Suzanne Bull, founder, Attitude Is Everything, said: “The Unseen Unheard report and podcast series marks the first major intervention generated by our partnership with Black Lives in Music. It’s a rallying cry to the industry to listen to Black disabled artists and professionals and to respond to their experiences of race and disability-related barriers. And the industry’s response must only be to ‘do better’.
“The report’s sobering findings highlight the many ways in which Black disabled talent is being held back. This needs to urgently change. We need to see the ‘diversity’ conversation take place on conference stages, industry forums and boardrooms, not just in the meetings and spaces marked for the ‘diversity discussion’, but as the integral part of all conversations. This is the way that Black disabled people will be enabled to speak truth to power, showcase their skills and talent, and pursue ambitions free of the barriers which are artificially created for the benefit of no one within the industry.”
Esta Rae, senior events manager at AIM, said: “If you look around the industry there are many disabled people thriving within their roles – it is possible. Radio presenters, content creators, events managers, producers, engineers, Radio Broadcasters, photographers, the list is endless. But this report shows that many more out there feel that they cannot progress and that they are not recognised as talented artists or industry professionals with vast potential to contribute to this industry we all love. If the correct support was given across the board, it would fill a huge gap in terms of what the industry is currently missing out on.”

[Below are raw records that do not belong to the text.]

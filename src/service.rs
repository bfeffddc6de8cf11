//! Thread-safe scheduling service.
//!
//! [`SchedulingService`] owns the entity catalog (instructors, resources,
//! courses with their lifecycle status), one [`Schedule`] and the conflict
//! history, all behind a single `RwLock`. Each mutating call holds the
//! write lock for its whole read-validate-write cycle, so two callers can
//! never both validate against the same stale state and double-book.
//! Queries take the read lock and may observe changes between calls.
//!
//! # Operations
//!
//! | Operation | Lock | Effect |
//! |-----------|------|--------|
//! | `schedule` | write | grid search + commit + availability re-check |
//! | `schedule_at` | write | commit a caller-chosen slot + re-check |
//! | `reschedule` | write | move a committed slot, roll back on failure |
//! | `start` / `complete` / `cancel` | write | status transition |
//! | `enroll` | write | seat count +1 |
//! | `detect_conflicts` | read | availability audit of one course |
//!
//! Notifications go out after the lock is released.

use std::collections::BTreeMap;
use std::sync::{Arc, PoisonError, RwLock, RwLockReadGuard, RwLockWriteGuard};

use serde::Serialize;
use tracing::{info, warn};

use crate::config::EngineConfig;
use crate::error::{Result, ScheduleError};
use crate::models::{
    CapacityInfo, Course, Instructor, Resource, ScheduleConflict, ScheduleStatus, TimeSlot,
};
use crate::notify::{self, Notifier};
use crate::schedule::{
    ConflictReport, Schedule, ScheduleExport, ScheduleSummary, ValidationReport,
};
use crate::scheduler::{self, FirstFitScheduler, SlotGrid, SlotRequest, SlotScheduler};

/// A catalog course with its lifecycle status.
#[derive(Debug, Clone, PartialEq, Eq, Serialize)]
pub struct CourseEntry {
    pub course: Course,
    pub status: ScheduleStatus,
}

/// Catalog-wide counters.
#[derive(Debug, Clone, PartialEq, Serialize)]
pub struct SystemStatistics {
    pub total_courses: usize,
    pub total_instructors: usize,
    pub total_resources: usize,
    /// Courses holding a committed slot.
    pub scheduled_courses: usize,
    pub total_capacity: u64,
    pub total_enrolled: u64,
    /// Enrolled / capacity in percent (0 when capacity is 0).
    pub occupancy_rate: f64,
    /// Status name → course count.
    pub courses_by_status: BTreeMap<String, usize>,
    pub total_conflicts: usize,
}

#[derive(Debug, Default)]
struct ServiceState {
    instructors: BTreeMap<String, Instructor>,
    resources: BTreeMap<String, Resource>,
    courses: BTreeMap<String, CourseEntry>,
    schedule: Schedule,
    conflicts: Vec<ScheduleConflict>,
}

impl ServiceState {
    fn entry(&self, course_id: &str) -> Result<&CourseEntry> {
        self.courses
            .get(course_id)
            .ok_or_else(|| ScheduleError::not_found("Course", course_id))
    }

    fn instructor(&self, instructor_id: &str) -> Result<&Instructor> {
        self.instructors
            .get(instructor_id)
            .ok_or_else(|| ScheduleError::not_found("Instructor", instructor_id))
    }

    /// Required resources of a course, primary first. Never empty.
    fn resources_for(&self, course: &Course) -> Result<Vec<Resource>> {
        if course.required_resources.is_empty() {
            return Err(ScheduleError::entity_invalid(format!(
                "Course {} has no required resource",
                course.id
            )));
        }
        course
            .required_resources
            .iter()
            .map(|id| {
                self.resources
                    .get(id)
                    .cloned()
                    .ok_or_else(|| ScheduleError::not_found("Resource", id.as_str()))
            })
            .collect()
    }

    fn recipient_for(&self, course: &Course) -> String {
        self.instructors
            .get(&course.instructor_id)
            .map(|i| i.recipient().to_string())
            .unwrap_or_else(|| course.instructor_id.clone())
    }
}

/// A message waiting for the lock to be released.
type Pending = (String, String);

/// Concurrent façade over catalog, schedule and conflict history.
#[derive(Debug)]
pub struct SchedulingService {
    state: RwLock<ServiceState>,
    scheduler: Box<dyn SlotScheduler>,
    grid: SlotGrid,
    notifiers: RwLock<Vec<Arc<dyn Notifier>>>,
}

impl Default for SchedulingService {
    fn default() -> Self {
        Self::new(Box::new(FirstFitScheduler::new()), SlotGrid::default())
    }
}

Joe Frankland, CEO, PRS Foundation, said: “This report should act as a wake-up call to those working in all music sectors, including to music funders like me. As ever, Attitude Is Everything and Black Lives in Music’s work centres the experiences of artists, creators and industry professionals to inspire meaningful change. The report offers up solutions to improve practice and to break down barriers to progression, and we must all play our parts to tackle the issues faced by talented Black disabled artists and professionals. I applaud the work of both organisations and the individuals speaking out, and I look forward to seeing further action.”